Today I returned to Pacifica to surf LindaMar, which is just north of the NorCal surf shop on Route 1.  Route 1 is that famous California road that snakes through the headlands up to Oregon and down to Santa Barbara, making its majestic way through Big Sur.  Pacifica is ridiculously convenient from the city, about a 20-minute drive.

For fifteen bucks, I rented a 9″4′ Sunspot, a foam-core longboard with the buoyancy of styrofoam.  It’s a beginner board, and I’m loathe to buy one because once I learn how to surf I will graduate to fiberglass.  If your only experience with surfing is watching it on a screen, you have never seen one of these boards:  they are unwieldy and unsexy but are excellent for those of us just learning.  Besides being difficult to carry, the board acts like a sail when the wind is up, pushing you this way and that as you stumble to the water’s edge.  Forget the Baywatch images of lunging into the water after a running start–just getting to the water is a feat.

LindaMar is not exactly for beginners, although it is closest thing to San Francisco that resembles a beginner break.  Of the three times I’ve been there, the waves have never been over five feet.  But they’re fast.  In fact they are so fast that when you’re dragging along nine feet of styrofoam, you barely get a chance to paddle or wade out before the next wave crashes into you.  This can get tiring and frustrating.
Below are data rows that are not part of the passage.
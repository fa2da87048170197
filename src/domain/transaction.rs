use std::fmt;

use chrono::{DateTime, Utc};
use serde::{Deserialize, Serialize};
use uuid::Uuid;

use super::{Cents, format_usd};

pub type TransactionId = Uuid;

/// Which direction money moved. Expenses carry the category they count
/// against; income has none.
#[derive(Debug, Clone, PartialEq, Eq, Serialize, Deserialize)]
#[serde(tag = "type", rename_all = "lowercase")]
pub enum TransactionKind {
    Income,
    Expense { category: String },
}

impl TransactionKind {
    pub fn as_str(&self) -> &'static str {
        match self {
            TransactionKind::Income => "income",
            TransactionKind::Expense { .. } => "expense",
        }
    }
}

/// A single recorded income or expense event. Entries are immutable once
/// appended - the ledger never edits or removes them.
#[derive(Debug, Clone, Serialize, Deserialize)]
pub struct Transaction {
    pub id: TransactionId,
    #[serde(flatten)]
    pub kind: TransactionKind,
    /// Amount in cents, stored as a magnitude; the sign is implied by `kind`.
    pub amount_cents: Cents,
    /// Free-text note, may be empty.
    pub description: String,
    /// When the ledger appended this entry.
    pub recorded_at: DateTime<Utc>,
}

impl Transaction {
    pub fn income(amount_cents: Cents, description: impl Into<String>) -> Self {
        Self {
            id: Uuid::new_v4(),
            kind: TransactionKind::Income,
            amount_cents,
            description: description.into(),
            recorded_at: Utc::now(),
        }
    }

    pub fn expense(
        amount_cents: Cents,
        category: impl Into<String>,
        description: impl Into<String>,
    ) -> Self {
        Self {
            id: Uuid::new_v4(),
            kind: TransactionKind::Expense {
                category: category.into(),
            },
            amount_cents,
            description: description.into(),
            recorded_at: Utc::now(),
        }
    }

    pub fn is_income(&self) -> bool {
        matches!(self.kind, TransactionKind::Income)
    }

    pub fn is_expense(&self) -> bool {
        matches!(self.kind, TransactionKind::Expense { .. })
    }

    /// The expense category, if this is an expense.
    pub fn category(&self) -> Option<&str> {
        match &self.kind {
            TransactionKind::Income => None,
            TransactionKind::Expense { category } => Some(category),
        }
    }
}

/// Renders the listing line for this transaction:
/// `2024-05-18 12:30:00 - Expense: $50.50 - Food - lunch`
impl fmt::Display for Transaction {
    fn fmt(&self, f: &mut fmt::Formatter<'_>) -> fmt::Result {
        let timestamp = self.recorded_at.format("%Y-%m-%d %H:%M:%S");
        match &self.kind {
            TransactionKind::Income => write!(
                f,
                "{} - Income: {} - {}",
                timestamp,
                format_usd(self.amount_cents),
                self.description
            ),
            TransactionKind::Expense { category } => write!(
                f,
                "{} - Expense: {} - {} - {}",
                timestamp,
                format_usd(self.amount_cents),
                category,
                self.description
            ),
        }
    }
}

#[cfg(test)]
mod tests {
    use super::*;

    #[test]
    fn test_income_has_no_category() {
        let tx = Transaction::income(100000, "salary");
        assert!(tx.is_income());
        assert!(!tx.is_expense());
        assert_eq!(tx.category(), None);
        assert_eq!(tx.kind.as_str(), "income");
    }

    #[test]
    fn test_expense_carries_category() {
        let tx = Transaction::expense(5050, "Food", "lunch");
        assert!(tx.is_expense());
        assert_eq!(tx.category(), Some("Food"));
        assert_eq!(tx.kind.as_str(), "expense");
    }

    #[test]
    fn test_income_line_format() {
        let tx = Transaction::income(100000, "salary");
        let line = tx.to_string();
        let timestamp = tx.recorded_at.format("%Y-%m-%d %H:%M:%S").to_string();
        assert_eq!(line, format!("{} - Income: $1000.00 - salary", timestamp));
    }

    #[test]
    fn test_expense_line_format() {
        let tx = Transaction::expense(5050, "Food", "lunch");
        let line = tx.to_string();
        assert!(line.ends_with(" - Expense: $50.50 - Food - lunch"));
    }

    #[test]
    fn test_empty_description_keeps_line_shape() {
        let tx = Transaction::expense(2000, "Food", "");
        assert!(tx.to_string().ends_with(" - Expense: $20.00 - Food - "));
    }

    #[test]
    fn test_serde_flattens_kind() {
        let tx = Transaction::expense(1500, "Transport", "bus");
        let json = serde_json::to_value(&tx).unwrap();
        assert_eq!(json["type"], "expense");
        assert_eq!(json["category"], "Transport");
        assert_eq!(json["amount_cents"], 1500);

        let back: Transaction = serde_json::from_value(json).unwrap();
        assert_eq!(back.category(), Some("Transport"));
    }
}
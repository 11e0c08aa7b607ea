pub mod ciphertext_envelope;
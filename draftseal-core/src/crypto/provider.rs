use rand::rngs::OsRng;
use rand::RngCore;

use crate::crypto::aes_gcm;
use crate::crypto::types::{IV_SIZE, KEY_SIZE};
use crate::error::{Result, VaultError};

/// Cryptographic capabilities the vault needs from its host.
///
/// The vault never reaches for a global RNG or cipher directly; everything
/// goes through a provider so tests and alternative backends can be
/// injected.
pub trait CryptoProvider: Send + Sync {
    /// Fill `buf` with cryptographically secure random bytes.
    ///
    /// Must fail with `UnsupportedEnvironment` rather than return weak bytes.
    fn fill_random(&self, buf: &mut [u8]) -> Result<()>;

    /// AES-256-GCM with no associated data; returns `ciphertext || tag`.
    fn aes_gcm_encrypt(
        &self,
        key: &[u8; KEY_SIZE],
        iv: &[u8; IV_SIZE],
        plaintext: &[u8],
    ) -> Result<Vec<u8>>;

    /// Inverse of [`aes_gcm_encrypt`](Self::aes_gcm_encrypt). Fails with
    /// `AuthenticationFailed` when the tag does not verify.
    fn aes_gcm_decrypt(
        &self,
        key: &[u8; KEY_SIZE],
        iv: &[u8; IV_SIZE],
        ciphertext: &[u8],
    ) -> Result<Vec<u8>>;
}

/// Default provider: operating system RNG and the `aes-gcm` crate.
#[derive(Debug, Clone, Copy, Default)]
pub struct SystemCrypto;

impl CryptoProvider for SystemCrypto {
    fn fill_random(&self, buf: &mut [u8]) -> Result<()> {
        OsRng
            .try_fill_bytes(buf)
            .map_err(|e| VaultError::UnsupportedEnvironment(e.to_string()))
    }

    fn aes_gcm_encrypt(
        &self,
        key: &[u8; KEY_SIZE],
        iv: &[u8; IV_SIZE],
        plaintext: &[u8],
    ) -> Result<Vec<u8>> {
        aes_gcm::encrypt(plaintext, key, iv)
    }

    fn aes_gcm_decrypt(
        &self,
        key: &[u8; KEY_SIZE],
        iv: &[u8; IV_SIZE],
        ciphertext: &[u8],
    ) -> Result<Vec<u8>> {
        aes_gcm::decrypt(ciphertext, key, iv)
    }
}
And so it was on a Thursday evening around 5PM when I decided to try out LindaMar for my third time.  Besides coming at you fast, these waves seem to conspire against you, cresting at your waist or above, pushing you back towards the shore as you try to move out.  Once you get out, however, the options are numerous–just wait and the waves will present themselves to you.  In fact, one of the best things about this beach break is the amount of waves available–there’s no need to fight.  If you miss one great wave, just wait for the next one, which is only about five seconds behind.

I surfed for about 75 minutes and got up on the board four times.  The high-cresting waves and the all-too bouyant surfboard combined to make this a frustrating, exhausting experience.  A couple of elementary school kids and I were sharing the same wave set, and I was trying like hell to stay out of their way.  These tow-headed, tanned pre-pubescents were kicking my ass:  paddling faster than me (and hence catching more waves than me), turning like I can only dream about, and shooting me territorial looks that said, “Hey old lady, get out of the way.”  When they were done surfing they hopped on their bikes, surfboard in one hand and handlebars in the other, and bicycled their way to another, perhaps more challenging section of the beach.  It was like being on a ski mountain and watching kids with no poles ski figure-eights around you.

The lure of surfing is the surreal feeling one gets when one is floating on the ocean.  All the paddling and battling are forgotten once you manage to time the waves correctly, stay on the board as you try to stand up, and maintain your balance as the wave brings you to shore.  This I did exactly four times in 75 minutes, enough victory for me.